目を覚ましたとき、そこに彼女はいなかった。
加えて、七海の姿も見当たらない。
「……あれ? 葉月は?」
「アンタが気持ちよく寝てる間に、色々あったのよ」
硝子の声は、露骨に刺々しい。
「……何?」
そのとき、七海が戻ってきた。
「七海、葉月は?」
「……逃げられました。申し訳ありません」
「逃げた……?」
空気が、明らかにおかしい。
硝子も七海も、視線を逸らす。
「ねぇ、2人とも。葉月に何があった?」
硝子は短く息を吐き、僕が眠っていた間に起きたことを話した。
聞き終えた瞬間、胸の奥が冷たくなる。
――寝ていた自分が、ひどく愚かに思えた。
「……そいつは?」
「もう店を出たわ」
「……」
スマホを持たせていないことを、初めて後悔する。
「葉月は、何て?」
「朝帰りするって」
明日には任務だ。
それなのに、この状況。
「……葉月を探す」
ここにいる中で、唯一のシラフ。
全力で探せば、きっと――
「五条さん。

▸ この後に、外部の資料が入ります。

// ABOUTME: Interface document loading from HTTP(S) URLs or local files
// ABOUTME: Defines the SpecLoader trait and the default reqwest/filesystem DocumentLoader
//
// SPDX-License-Identifier: MIT OR Apache-2.0
// Copyright (c) 2026 dravr.ai

use async_trait::async_trait;
use reqwest::header::ACCEPT;
use tracing::debug;

use crate::config::HttpClientConfig;
use crate::openapi::parse_document;
use crate::types::{ApiError, ParsedSpec};

/// Document parser collaborator: source reference in, endpoint records out
#[async_trait]
pub trait SpecLoader: Send + Sync {
    /// Fetch and parse the document at `source`
    async fn load(&self, source: &str) -> Result<ParsedSpec, ApiError>;
}

/// Loads documents over HTTP(S) or from disk and parses them as OpenAPI/Swagger
///
/// `http://` and `https://` references are fetched; `file://` references and
/// anything else are treated as filesystem paths.
pub struct DocumentLoader {
    client: reqwest::Client,
}

impl DocumentLoader {
    /// Create a loader whose HTTP fetches use the given timeout and user agent
    pub fn new(config: &HttpClientConfig) -> Result<Self, ApiError> {
        let client = reqwest::Client::builder()
            .timeout(config.timeout)
            .user_agent(config.user_agent.as_str())
            .build()
            .map_err(|e| ApiError::config(format!("Failed to build document HTTP client: {e}")))?;
        Ok(Self { client })
    }

    /// Read the raw document text
    async fn fetch(&self, source: &str) -> Result<String, ApiError> {
        if is_http(source) {
            debug!(source, "Fetching interface document over HTTP");
            let response = self
                .client
                .get(source)
                .header(ACCEPT, "application/json, application/yaml;q=0.9, */*;q=0.8")
                .send()
                .await
                .map_err(|e| ApiError::document(source, format!("fetch failed: {e}")))?;

            let status = response.status();
            if !status.is_success() {
                return Err(ApiError::document(source, format!("fetch returned HTTP {status}")));
            }

            return response
                .text()
                .await
                .map_err(|e| ApiError::document(source, format!("failed to read body: {e}")));
        }

        let path = source.strip_prefix("file://").unwrap_or(source);
        debug!(path, "Reading interface document from disk");
        tokio::fs::read_to_string(path)
            .await
            .map_err(|e| ApiError::document(source, format!("cannot read file: {e}")))
    }
}

#[async_trait]
impl SpecLoader for DocumentLoader {
    async fn load(&self, source: &str) -> Result<ParsedSpec, ApiError> {
        let text = self.fetch(source).await?;
        parse_document(source, &text)
    }
}

fn is_http(source: &str) -> bool {
    let lower = source.to_ascii_lowercase();
    lower.starts_with("http://") || lower.starts_with("https://")
}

たしか、葉月さんの呪力を感知できないでしょう」
「……っ」
交流会での襲撃。
あのとき、はっきりした事実。
――彼女だけが、僕の“感知”の外にいる。
「……くそ」
探す手段すら、ない。
「葉月の言う通り、朝まで待つしかないわ」
硝子の声にも、悔しさが滲んでいた。
分かっている。
でも、それでも。
(……これじゃ、12年前と同じじゃねぇか)
守れない。
気付けない。
何も出来ない。
“最強”という肩書きが、ひどく空虚に感じられた。